Sildra looked up at the sliver of moon hanging in the night sky. Morgus, what does it mean? And what can we do to help?


* * *


In an ancient necropolis, miles below the surface world, two liches were quietly panicking. “It’s breaking the seals,” the first one moaned while wringing its skeletal hands.


“Why is it waking up now! It’s been quiet for thousands of years,” the other said.


“It doesn’t matter why,” a third lich joined in. It had a commanding tone, one that the other two instantly responded to. “What matters is how we stop it. I’ll reinforce what I can out of the remaining seals. You two go wake the rest of the cabal. It’s going to take all of us to even slow this thing down.”

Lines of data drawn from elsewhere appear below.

//! Removed-file derivation: paths present in the prior run's
//! digest index but absent from the current run's index are files that
//! were deleted since the prior run.
//!
//! Both indexes are already sorted by path, so a single linear merge walk
//! (mergesort's merge step, not a second sort) finds every prior-only path
//! in one pass over each index — no hashing, no full materialization of
//! either side.

use crate::error::Result;
use crate::index::DigestIndex;

pub struct RemovedDeriver;

impl RemovedDeriver {
    /// Returns every path present in `prior` but not in `current`, in
    /// ascending path order.
    pub fn derive(prior: &DigestIndex, current: &DigestIndex) -> Result<Vec<String>> {
        let mut prior_iter = prior.iter()?;
        let mut current_iter = current.iter()?;

        let mut removed = Vec::new();
        let mut p = prior_iter.next().transpose()?;
        let mut c = current_iter.next().transpose()?;

        loop {
            match (&p, &c) {
                (None, _) => break,
                (Some((pp, _)), None) => {
                    removed.push(pp.clone());
                    p = prior_iter.next().transpose()?;
                }
                (Some((pp, _)), Some((cp, _))) => {
                    if pp < cp {
                        removed.push(pp.clone());
                        p = prior_iter.next().transpose()?;
                    } else if pp > cp {
                        c = current_iter.next().transpose()?;
                    } else {
                        p = prior_iter.next().transpose()?;
                        c = current_iter.next().transpose()?;
                    }
                }
            }
        }
        Ok(removed)
    }
}

#[cfg(test)]
mod tests {
    use super::*;
    use crate::index;

    fn build_index(dir: &std::path::Path, name: &str, entries: Vec<(&str, &str)>) -> DigestIndex {
        let path = dir.join(name);
        index::build(
            &path,
            entries
                .into_iter()
                .map(|(p, h)| (p.to_string(), h.to_string())),
            index::DEFAULT_MEMORY_BUDGET,
        )
        .unwrap();
        DigestIndex::open(&path).unwrap()
    }

    #[test]
    fn finds_paths_removed_since_prior_run() {
        let dir = tempfile::tempdir().unwrap();
        let prior = build_index(
            dir.path(),
            "prior",
            vec![("a.txt", "1"), ("b.txt", "2"), ("c.txt", "3")],
        );
        let current = build_index(dir.path(), "current", vec![("a.txt", "1"), ("c.txt", "9")]);

        let removed = RemovedDeriver::derive(&prior, &current).unwrap();
        assert_eq!(removed, vec!["b.txt".to_string()]);
    }

    #[test]
    fn nothing_removed_when_current_is_superset() {
        let dir = tempfile::tempdir().unwrap();
        let prior = build_index(dir.path(), "prior", vec![("a.txt", "1")]);
        let current = build_index(
            dir.path(),
            "current",
            vec![("a.txt", "1"), ("b.txt", "2")],
        );

        let removed = RemovedDeriver::derive(&prior, &current).unwrap();
        assert!(removed.is_empty());
    }
}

All of them were thinking the same thing. Slowing it down was a possibility, but that only delayed the inevitable. In the past, when the beast had rolled over in its sleep, they’d been able to keep its prison malleable, to make sure nothing snapped or broke. This wasn’t a gentle shifting, though. This was it waking up and trying to stretch, then finding itself with not enough room and doing something about that.


“Just go,” the elder lich told its two juniors. “And stop wasting mana powering all those ridiculous soul traps!” This update is available on NovєlFі


Wordlessly, they both teleported away to begin the arduous process of waking up the other ten liches that formed their cabal. Each awakening was a ritual, and not one that could be performed quickly. Against a catastrophe like this, time was the real enemy.


Then again, even if the whole cabal was awake, the elder lich wasn’t certain it would be enough. They’d been faithfully holding the seals on this prison for millennia, but they all knew that it was only by divine decree that the beast was contained. If the gods had revoked their blessing, there was nothing any of them could do to keep it from breaking free.


They could slow it down, sure. They might even wound it on its way out. But it would make its way to the surface, and it would begin feeding, and woe unto every living being up there. Anything with even a hint of essence in it was in danger of being devoured.


In the end, it would be a kingdom of the dead and nothing more. And there was nothing any mortal could do to stop it, nothing except pray.